PI3K activation and decreased PTEN expression facilitate ERK1/2/NF-κB activation through ILK stabilization. (A) A PIP3 Mass ELISA Kit was used to determine PI3K activity by measuring the amount of PIP3 extracted from untreated AGS and MKN45 cells and from AGS cells treated with LY294002 for 24 h. (B) AGS cells were treated with PD98059, LY294002, T315, or Ras inhibitor FTI-277 for the indicated times. Western blots show the expression of the indicated proteins. β-actin was used as an internal control. (C) Ras activity was detected in AGS, MKN45, and LY294002-treated AGS cells after 24 h. Western blots show the expression of the indicated proteins in AGS cells pretreated with the translation inhibitor cycloheximide (CHX) (D) or proteasome inhibitor MG132 (E) for 0.5 h and then treated with LY294002 for 24 h. PTEN was overexpressed in AGS cells by using pcDNA3.1-GFP-PTEN (PTEN).
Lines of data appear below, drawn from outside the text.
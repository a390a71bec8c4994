//! Layout configuration
//!
//! Everything the engine needs is passed explicitly through
//! [`LayoutConfig`]; there is no process-wide state.

use crate::error::{LayoutError, Result};
use crate::types::Visibility;
use serde::{Deserialize, Serialize};

pub const DEFAULT_CELLS_PER_ROW: u32 = 256;
pub const DEFAULT_OVERFLOW_CEILING: u32 = 10_000;
pub const DEFAULT_MAX_ITEMS_IN_FULL: u32 = 250;
pub const DEFAULT_LINE_HEIGHT: u32 = 10;

#[derive(Debug, Clone, PartialEq, Serialize, Deserialize)]
pub struct LayoutConfig {
    /// Horizontal resolution of the occupancy bitmaps
    #[serde(default = "default_cells_per_row")]
    pub cells_per_row: u32,

    /// Pixel width of the track area, used to convert label pixels to cells.
    /// Defaults to one pixel per cell.
    #[serde(default, skip_serializing_if = "Option::is_none")]
    pub pixel_width: Option<u32>,

    /// Fold items past the row cap into an overflow row
    #[serde(default)]
    pub overflow_enabled: bool,

    /// Overflow packing is only attempted below this item count
    #[serde(default = "default_overflow_ceiling")]
    pub overflow_item_ceiling: u32,

    /// Reserve room for left-hand labels in pack mode
    #[serde(default = "default_true")]
    pub label_reservation: bool,

    /// Empty cells kept to the right of every feature
    #[serde(default)]
    pub padding_cells: u32,

    /// Full mode is refused above this many items
    #[serde(default = "default_max_items_in_full")]
    pub max_items_in_full: u32,

    /// Pixels per row at each visibility level
    #[serde(default)]
    pub row_heights: RowHeights,
}

/// Row height in pixels for each level
#[derive(Debug, Clone, Copy, PartialEq, Eq, Serialize, Deserialize)]
pub struct RowHeights {
    pub full: u32,
    pub pack: u32,
    pub squish: u32,
    pub dense: u32,
}

fn default_cells_per_row() -> u32 { DEFAULT_CELLS_PER_ROW }
fn default_overflow_ceiling() -> u32 { DEFAULT_OVERFLOW_CEILING }
fn default_max_items_in_full() -> u32 { DEFAULT_MAX_ITEMS_IN_FULL }
fn default_true() -> bool { true }

impl RowHeights {
    /// Derive all levels from one line height. Squish is half the line,
    /// forced odd so features center on a pixel.
    pub fn from_line_height(line_height: u32) -> Self {
        let line_height = line_height.max(1);
        let mut squish = (line_height / 2).max(1);
        if squish % 2 == 0 {
            squish -= 1;
        }
        Self {
            full: line_height,
            pack: line_height,
            squish,
            dense: line_height,
        }
    }

    /// Height of one row at `level`; 0 for Hide.
    pub fn for_level(&self, level: Visibility) -> u32 {
        match level {
            Visibility::Full => self.full,
            Visibility::Pack => self.pack,
            Visibility::Squish => self.squish,
            Visibility::Dense => self.dense,
            Visibility::Hide => 0,
        }
    }
}

impl Default for RowHeights {
    fn default() -> Self {
        Self::from_line_height(DEFAULT_LINE_HEIGHT)
    }
}

impl Default for LayoutConfig {
    fn default() -> Self {
        Self {
            cells_per_row: default_cells_per_row(),
            pixel_width: None,
            overflow_enabled: false,
            overflow_item_ceiling: default_overflow_ceiling(),
            label_reservation: true,
            padding_cells: 0,
            max_items_in_full: default_max_items_in_full(),
            row_heights: RowHeights::default(),
        }
    }
}

impl LayoutConfig {
    pub fn with_cells_per_row(mut self, cells_per_row: u32) -> Self {
        self.cells_per_row = cells_per_row;
        self
    }

    pub fn with_row_heights(mut self, row_heights: RowHeights) -> Self {
        self.row_heights = row_heights;
        self
    }

    pub fn with_overflow(mut self, enabled: bool) -> Self {
        self.overflow_enabled = enabled;
        self
    }

    /// Fail fast on settings no layout can run with
    pub fn validate(&self) -> Result<()> {
        if self.cells_per_row == 0 {
            return Err(LayoutError::ZeroCells);
        }
        for level in Visibility::LEVELS {
            if self.row_heights.for_level(level) == 0 {
                return Err(LayoutError::zero_row_height(level));
            }
        }
        Ok(())
    }

    /// Pixels represented by one cell
    pub fn pixels_per_cell(&self) -> f64 {
        let pixel_width = self.pixel_width.unwrap_or(self.cells_per_row).max(1);
        pixel_width as f64 / self.cells_per_row.max(1) as f64
    }
}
Western blots show the expression of the indicated proteins compared with pcDNA3.1-GFP (Vector) transfection (F), and NF-κB activation (G) was also determined. For kinase and luciferase activity, data are mean ± SD from three independent experiments. *P <0.05, **P <0.01, and ***P <0.001 compared with control. Upright triangle, increased expression; inverted triangle, decreased expression.